= Edward Epstean =

German-American photoengraver and translator

Edward Epstean (September 19, 1868 – August 7, 1945) was a photoengraver, book collector, and translator.

== Biography ==
Edward Epstean was born on September 19, 1868, in Bohemia and immigrated to the United States in 1888. In 1889, he was employed at the electrotyping firm Hopkins & Blaut where he established their photoengraving department in 1892. In 1890, he married Josephine A. Kupfer. In 1898, he partnered with H.L. Walker and founded the Walker Engraving Company.

As Edward Epstean was working on Hopkins & Blaut's new photoengraving department, he also started a personal library to better understand the reproductive processes of photography. His library grew with the acquisitions of Stephen H. Horgan, William Gamble, Josef Maria Eder, and Gabriel Cromer. In 1934, The Epstean Collection was incorporated in The Columbia University Library with the help of curator Hellmut Lehmann-Haupt. Epstean viewed the collection as a work-in-progress and added to the collection and helped to secure funds for new acquisitions. He was president of the Photoengravers Board of Trade from 1929 to 1934.

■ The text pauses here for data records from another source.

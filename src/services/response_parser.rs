//! AI 响应解析 - 业务能力层
//!
//! 模型返回的是自由文本，可能带 Markdown 代码块。这里负责：
//! 1. 去掉代码块标记
//! 2. 先整体解析 JSON，失败再截取第一个 `{...}` / `[...]`
//! 3. 逐字段校验，得到 `Question` 或描述性的错误

use std::sync::OnceLock;

use regex::Regex;
use serde_json::Value as JsonValue;
use tracing::debug;

use crate::error::GenerationError;
use crate::models::question::{Question, OPTION_COUNT};

fn code_fence_regex() -> &'static Regex {
    static RE: OnceLock<Regex> = OnceLock::new();
    RE.get_or_init(|| Regex::new(r"```(?:json|JSON)?\n?|\n?```").expect("valid regex"))
}

fn object_regex() -> &'static Regex {
    static RE: OnceLock<Regex> = OnceLock::new();
    RE.get_or_init(|| Regex::new(r"(?s)\{.*\}").expect("valid regex"))
}

fn array_regex() -> &'static Regex {
    static RE: OnceLock<Regex> = OnceLock::new();
    RE.get_or_init(|| Regex::new(r"(?s)\[.*\]").expect("valid regex"))
}

/// 去掉 Markdown 代码块标记
pub fn strip_code_fences(text: &str) -> String {
    code_fence_regex().replace_all(text, "").trim().to_string()
}

/// 解析单题响应
pub fn parse_question(raw: &str) -> Result<Question, GenerationError> {
    let value = extract_json(
        raw,
        object_regex(),
        JsonValue::is_object,
        GenerationError::InvalidFormat("响应不是 JSON 对象".to_string()),
    )?;
    validate_question(&value).map_err(GenerationError::InvalidFormat)
}

/// 解析批量响应，只保留结构有效的题目
pub fn parse_question_batch(raw: &str) -> Result<Vec<Question>, GenerationError> {
    let value = extract_json(raw, array_regex(), JsonValue::is_array, GenerationError::NotAnArray)?;
    let entries = value.as_array().ok_or(GenerationError::NotAnArray)?;

    if entries.is_empty() {
        return Err(GenerationError::EmptyList);
    }

    let questions: Vec<Question> = entries
        .iter()
        .enumerate()
        .filter_map(|(idx, entry)| match validate_question(entry) {
            Ok(question) => Some(question),
            Err(reason) => {
                debug!("丢弃第 {} 个无效题目: {}", idx + 1, reason);
                None
            }
        })
        .collect();

    if questions.is_empty() {
        return Err(GenerationError::NoValidQuestions);
    }

    debug!("批量响应有效题目: {}/{}", questions.len(), entries.len());
    Ok(questions)
}

/// 先整体解析，结构不对或解析失败时用正则截取
fn extract_json(
    raw: &str,
    fallback: &Regex,
    expected_shape: fn(&JsonValue) -> bool,
    wrong_shape: GenerationError,
) -> Result<JsonValue, GenerationError> {
    let clean = strip_code_fences(raw);
    if clean.is_empty() {
        return Err(GenerationError::EmptyResponse);
    }

    let parsed: Option<JsonValue> = serde_json::from_str(&clean).ok();
    let is_json = parsed.is_some();
    if let Some(value) = parsed.filter(|v| expected_shape(v)) {
        return Ok(value);
    }

    if let Some(matched) = fallback.find(&clean) {
        if let Ok(value) = serde_json::from_str::<JsonValue>(matched.as_str()) {
            if expected_shape(&value) {
                return Ok(value);
            }
        }
    }

    Err(if is_json { wrong_shape } else { GenerationError::Parse })
}

/// 逐字段校验一道题
fn validate_question(value: &JsonValue) -> Result<Question, String> {
    let question = non_empty_str(value, "question")?;

    let options = value
        .get("options")
        .and_then(JsonValue::as_array)
        .ok_or_else(|| "缺少 options 数组".to_string())?;
    if options.len() != OPTION_COUNT {
        return Err(format!("选项数量为 {}，应为 {}", options.len(), OPTION_COUNT));
    }
    let options: Vec<String> = options
        .iter()
        .map(|opt| {
            opt.as_str()
                .map(str::to_string)
                .ok_or_else(|| "选项必须是字符串".to_string())
        })
        .collect::<Result<_, _>>()?;
    let options: [String; OPTION_COUNT] = options
        .try_into()
        .map_err(|_| "选项数量不正确".to_string())?;

    let correct_answer = correct_answer_index(value.get("correctAnswer"))?;
    let explanation = non_empty_str(value, "explanation")?;

    Ok(Question::new(question, options, correct_answer, explanation))
}

fn non_empty_str(value: &JsonValue, field: &str) -> Result<String, String> {
    match value.get(field).and_then(JsonValue::as_str) {
        Some(text) if !text.trim().is_empty() => Ok(text.to_string()),
        _ => Err(format!("字段 {} 缺失或为空", field)),
    }
}

/// 正确答案必须是 [0, 4) 内的整数（允许 `2.0` 这种写法）
fn correct_answer_index(value: Option<&JsonValue>) -> Result<usize, String> {
    let number = value
        .filter(|v| v.is_number())
        .ok_or_else(|| "字段 correctAnswer 缺失或不是数字".to_string())?;

    let index = if let Some(n) = number.as_u64() {
        Some(n)
    } else {
        number
            .as_f64()
            .filter(|f| f.fract() == 0.0 && *f >= 0.0)
            .map(|f| f as u64)
    };

    match index {
        Some(n) if (n as usize) < OPTION_COUNT => Ok(n as usize),
        _ => Err(format!("correctAnswer {} 超出范围 [0, {})", number, OPTION_COUNT)),
    }
}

In 1932, Epstean started translating Josef Maria Eder's History of Photography and in 1935 it was published by Columbia University Press. With Epstean's translation, Eder's work became the standard work in the English-speaking world. He also translated other important photohistorical studies from French and German by Victor Fouqué, Georges Potonnieé, and Erich Stenger.

His contribution to scholarship was recognized by the Davanne medal from the Société française de photographie in 1935, honorary fellowship of the Royal Photographic Society, and the AIGA Medal in 1944.

Epstean died on August 7, 1945 in New York City.

== Publications ==
- Epstean, Edward, translator. History of Photography. By Josef Maria Eder, New York, Columbia University Press, 1935.
- Epstean, Edward, translator. The history of the discovery of photography. By Georges Potonnieé, New York, Tennant and Ward, 1936.